- **What the task requires**
Each line below that contains "push" counts once; report the total and nothing more.

[Information provided Boundary: Start]

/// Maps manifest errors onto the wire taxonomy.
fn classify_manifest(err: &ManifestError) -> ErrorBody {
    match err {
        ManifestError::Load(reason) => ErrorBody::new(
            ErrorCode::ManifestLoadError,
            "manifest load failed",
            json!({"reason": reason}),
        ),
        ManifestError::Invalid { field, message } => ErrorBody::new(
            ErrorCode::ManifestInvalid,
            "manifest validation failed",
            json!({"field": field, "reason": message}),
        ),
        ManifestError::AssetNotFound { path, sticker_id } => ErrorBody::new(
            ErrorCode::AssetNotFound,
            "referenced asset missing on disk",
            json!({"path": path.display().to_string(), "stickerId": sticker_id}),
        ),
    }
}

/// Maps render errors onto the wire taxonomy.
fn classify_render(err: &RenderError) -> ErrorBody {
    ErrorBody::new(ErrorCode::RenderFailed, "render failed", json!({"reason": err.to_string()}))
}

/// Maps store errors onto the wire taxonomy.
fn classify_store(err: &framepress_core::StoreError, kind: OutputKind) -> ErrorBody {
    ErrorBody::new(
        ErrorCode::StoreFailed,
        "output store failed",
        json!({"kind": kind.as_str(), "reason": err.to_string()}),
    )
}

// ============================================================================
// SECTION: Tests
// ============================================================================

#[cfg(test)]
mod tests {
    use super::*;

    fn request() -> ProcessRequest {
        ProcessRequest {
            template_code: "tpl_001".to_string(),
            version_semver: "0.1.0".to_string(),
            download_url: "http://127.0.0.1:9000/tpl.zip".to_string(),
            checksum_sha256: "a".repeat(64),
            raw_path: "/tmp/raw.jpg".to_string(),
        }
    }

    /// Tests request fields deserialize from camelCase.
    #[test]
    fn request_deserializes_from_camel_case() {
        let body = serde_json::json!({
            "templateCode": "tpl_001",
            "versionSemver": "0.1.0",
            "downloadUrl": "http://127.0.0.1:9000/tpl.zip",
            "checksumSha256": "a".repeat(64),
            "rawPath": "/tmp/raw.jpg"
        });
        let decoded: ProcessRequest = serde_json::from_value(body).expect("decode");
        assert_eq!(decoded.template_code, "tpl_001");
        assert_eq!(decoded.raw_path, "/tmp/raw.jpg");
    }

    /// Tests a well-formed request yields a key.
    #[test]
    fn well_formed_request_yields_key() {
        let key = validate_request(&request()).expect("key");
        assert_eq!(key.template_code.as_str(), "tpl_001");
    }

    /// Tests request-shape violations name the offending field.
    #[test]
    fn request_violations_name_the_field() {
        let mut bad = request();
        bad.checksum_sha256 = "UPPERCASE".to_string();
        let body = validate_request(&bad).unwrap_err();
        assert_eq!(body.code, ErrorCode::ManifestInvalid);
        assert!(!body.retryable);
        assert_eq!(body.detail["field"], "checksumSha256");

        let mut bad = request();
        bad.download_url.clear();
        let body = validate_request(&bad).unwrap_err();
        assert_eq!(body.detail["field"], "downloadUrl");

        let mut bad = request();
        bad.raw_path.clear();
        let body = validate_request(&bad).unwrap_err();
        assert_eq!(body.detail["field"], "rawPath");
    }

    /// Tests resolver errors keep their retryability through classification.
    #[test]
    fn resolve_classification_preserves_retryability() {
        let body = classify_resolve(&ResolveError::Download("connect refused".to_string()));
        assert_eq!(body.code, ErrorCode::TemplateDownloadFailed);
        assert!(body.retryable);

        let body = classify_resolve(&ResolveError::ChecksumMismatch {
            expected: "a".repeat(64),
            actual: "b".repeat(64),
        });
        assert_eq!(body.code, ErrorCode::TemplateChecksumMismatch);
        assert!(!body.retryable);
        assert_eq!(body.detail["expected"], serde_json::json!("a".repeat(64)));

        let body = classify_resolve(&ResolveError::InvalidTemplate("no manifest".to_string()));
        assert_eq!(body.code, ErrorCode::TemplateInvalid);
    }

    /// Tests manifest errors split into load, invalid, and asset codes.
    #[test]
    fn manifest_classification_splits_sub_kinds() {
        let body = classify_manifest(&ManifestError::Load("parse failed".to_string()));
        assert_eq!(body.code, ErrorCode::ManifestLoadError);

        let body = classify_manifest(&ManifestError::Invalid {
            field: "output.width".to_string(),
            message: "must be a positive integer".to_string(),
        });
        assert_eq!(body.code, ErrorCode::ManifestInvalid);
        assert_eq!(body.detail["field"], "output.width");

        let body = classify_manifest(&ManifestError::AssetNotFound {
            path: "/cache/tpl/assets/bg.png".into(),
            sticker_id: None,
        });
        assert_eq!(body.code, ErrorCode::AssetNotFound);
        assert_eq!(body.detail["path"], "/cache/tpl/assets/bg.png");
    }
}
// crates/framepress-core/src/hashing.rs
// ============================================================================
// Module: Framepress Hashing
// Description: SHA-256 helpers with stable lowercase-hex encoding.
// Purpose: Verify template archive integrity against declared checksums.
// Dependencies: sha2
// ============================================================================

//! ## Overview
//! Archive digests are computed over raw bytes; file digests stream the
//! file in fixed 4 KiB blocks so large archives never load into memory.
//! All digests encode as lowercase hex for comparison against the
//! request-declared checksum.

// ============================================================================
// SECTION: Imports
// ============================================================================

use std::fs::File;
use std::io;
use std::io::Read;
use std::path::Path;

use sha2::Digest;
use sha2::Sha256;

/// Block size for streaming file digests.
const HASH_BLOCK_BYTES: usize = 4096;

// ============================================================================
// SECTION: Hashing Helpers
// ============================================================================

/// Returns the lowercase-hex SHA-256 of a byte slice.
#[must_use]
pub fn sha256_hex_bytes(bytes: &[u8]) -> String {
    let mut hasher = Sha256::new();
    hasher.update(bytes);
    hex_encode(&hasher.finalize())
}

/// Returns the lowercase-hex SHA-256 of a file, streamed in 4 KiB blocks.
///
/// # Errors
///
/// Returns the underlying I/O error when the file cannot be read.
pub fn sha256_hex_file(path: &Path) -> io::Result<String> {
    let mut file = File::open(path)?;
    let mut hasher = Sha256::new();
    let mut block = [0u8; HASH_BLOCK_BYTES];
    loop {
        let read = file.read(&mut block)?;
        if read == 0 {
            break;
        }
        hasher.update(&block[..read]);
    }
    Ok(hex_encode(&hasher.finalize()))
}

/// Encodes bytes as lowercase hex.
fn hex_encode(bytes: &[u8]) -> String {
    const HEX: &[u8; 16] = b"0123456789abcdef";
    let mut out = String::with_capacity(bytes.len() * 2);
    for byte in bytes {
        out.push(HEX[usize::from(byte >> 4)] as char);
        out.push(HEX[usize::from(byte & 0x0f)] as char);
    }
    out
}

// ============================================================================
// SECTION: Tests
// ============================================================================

[Information provided Boundary: End]
[Information provided Boundary: Start]

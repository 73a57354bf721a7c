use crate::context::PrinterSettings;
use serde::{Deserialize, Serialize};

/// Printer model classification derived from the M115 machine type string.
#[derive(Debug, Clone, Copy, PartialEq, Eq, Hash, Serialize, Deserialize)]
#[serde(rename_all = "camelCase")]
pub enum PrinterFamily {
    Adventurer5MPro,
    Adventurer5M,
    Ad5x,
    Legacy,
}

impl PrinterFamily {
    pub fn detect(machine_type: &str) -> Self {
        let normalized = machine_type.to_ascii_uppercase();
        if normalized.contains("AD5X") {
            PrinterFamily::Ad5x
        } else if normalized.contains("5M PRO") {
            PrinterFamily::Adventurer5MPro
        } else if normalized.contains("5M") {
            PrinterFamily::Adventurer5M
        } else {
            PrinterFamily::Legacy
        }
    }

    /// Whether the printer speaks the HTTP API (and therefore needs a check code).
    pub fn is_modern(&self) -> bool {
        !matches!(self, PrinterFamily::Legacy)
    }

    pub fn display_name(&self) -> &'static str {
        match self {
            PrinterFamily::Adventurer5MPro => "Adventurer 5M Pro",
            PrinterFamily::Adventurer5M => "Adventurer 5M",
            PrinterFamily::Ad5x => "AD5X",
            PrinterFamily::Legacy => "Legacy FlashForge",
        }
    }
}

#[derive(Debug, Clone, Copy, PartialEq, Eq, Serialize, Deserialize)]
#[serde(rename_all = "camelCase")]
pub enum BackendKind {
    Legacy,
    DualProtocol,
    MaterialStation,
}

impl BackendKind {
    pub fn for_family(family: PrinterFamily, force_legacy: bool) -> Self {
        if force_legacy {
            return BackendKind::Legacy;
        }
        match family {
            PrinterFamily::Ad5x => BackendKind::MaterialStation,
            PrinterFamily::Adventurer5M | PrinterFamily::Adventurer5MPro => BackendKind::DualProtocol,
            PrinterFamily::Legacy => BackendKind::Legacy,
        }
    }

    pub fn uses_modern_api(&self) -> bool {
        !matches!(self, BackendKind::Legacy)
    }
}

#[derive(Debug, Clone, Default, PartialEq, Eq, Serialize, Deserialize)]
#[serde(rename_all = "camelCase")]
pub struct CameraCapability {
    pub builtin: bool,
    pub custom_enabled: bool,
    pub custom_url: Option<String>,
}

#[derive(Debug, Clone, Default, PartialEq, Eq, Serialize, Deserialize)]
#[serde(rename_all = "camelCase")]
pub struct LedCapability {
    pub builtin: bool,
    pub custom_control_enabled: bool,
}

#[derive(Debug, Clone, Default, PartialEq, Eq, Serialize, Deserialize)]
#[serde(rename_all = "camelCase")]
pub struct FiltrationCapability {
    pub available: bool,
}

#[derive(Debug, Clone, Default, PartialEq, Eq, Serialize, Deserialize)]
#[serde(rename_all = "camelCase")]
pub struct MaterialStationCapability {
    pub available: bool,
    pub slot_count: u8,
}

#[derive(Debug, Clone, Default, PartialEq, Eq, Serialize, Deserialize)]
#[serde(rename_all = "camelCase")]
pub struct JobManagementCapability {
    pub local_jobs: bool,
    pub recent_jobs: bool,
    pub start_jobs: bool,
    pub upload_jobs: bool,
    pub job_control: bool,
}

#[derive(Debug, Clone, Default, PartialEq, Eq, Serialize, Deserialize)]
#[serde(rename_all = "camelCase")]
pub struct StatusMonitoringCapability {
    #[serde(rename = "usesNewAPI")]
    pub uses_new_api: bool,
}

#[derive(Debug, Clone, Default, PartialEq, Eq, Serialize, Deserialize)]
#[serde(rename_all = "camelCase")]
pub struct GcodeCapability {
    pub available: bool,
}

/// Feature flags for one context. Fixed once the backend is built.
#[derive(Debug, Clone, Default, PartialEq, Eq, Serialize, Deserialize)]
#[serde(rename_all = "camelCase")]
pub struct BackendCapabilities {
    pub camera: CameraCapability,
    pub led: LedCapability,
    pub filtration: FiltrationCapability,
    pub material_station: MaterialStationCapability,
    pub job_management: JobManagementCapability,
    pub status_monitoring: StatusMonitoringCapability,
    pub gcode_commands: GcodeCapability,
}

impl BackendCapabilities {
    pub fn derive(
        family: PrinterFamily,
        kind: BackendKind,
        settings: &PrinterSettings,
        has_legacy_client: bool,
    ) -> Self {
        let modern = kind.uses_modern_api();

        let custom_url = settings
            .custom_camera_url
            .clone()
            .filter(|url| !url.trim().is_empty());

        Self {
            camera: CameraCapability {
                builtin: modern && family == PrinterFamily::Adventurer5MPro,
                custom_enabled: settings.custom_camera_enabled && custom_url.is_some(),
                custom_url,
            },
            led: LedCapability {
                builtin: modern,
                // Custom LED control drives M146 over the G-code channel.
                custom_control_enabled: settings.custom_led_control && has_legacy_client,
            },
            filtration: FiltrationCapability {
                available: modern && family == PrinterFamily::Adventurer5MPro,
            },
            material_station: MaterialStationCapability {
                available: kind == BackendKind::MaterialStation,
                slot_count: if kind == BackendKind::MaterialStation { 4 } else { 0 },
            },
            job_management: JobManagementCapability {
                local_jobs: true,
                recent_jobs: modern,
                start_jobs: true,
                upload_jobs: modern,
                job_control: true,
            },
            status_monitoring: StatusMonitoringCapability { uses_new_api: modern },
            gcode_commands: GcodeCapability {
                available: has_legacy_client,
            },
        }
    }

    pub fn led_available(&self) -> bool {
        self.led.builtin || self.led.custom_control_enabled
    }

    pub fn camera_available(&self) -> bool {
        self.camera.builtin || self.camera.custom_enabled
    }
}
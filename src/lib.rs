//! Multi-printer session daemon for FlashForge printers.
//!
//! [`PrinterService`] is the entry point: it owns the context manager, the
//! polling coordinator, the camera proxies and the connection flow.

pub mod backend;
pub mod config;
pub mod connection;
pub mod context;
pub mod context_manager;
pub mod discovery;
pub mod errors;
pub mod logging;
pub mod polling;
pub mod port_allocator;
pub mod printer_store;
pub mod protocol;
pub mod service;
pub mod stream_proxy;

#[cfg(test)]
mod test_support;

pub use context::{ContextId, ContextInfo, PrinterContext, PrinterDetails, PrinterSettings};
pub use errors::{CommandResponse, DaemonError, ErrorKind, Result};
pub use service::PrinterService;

[Information provided Boundary: End]

- **Response for this exercise**
2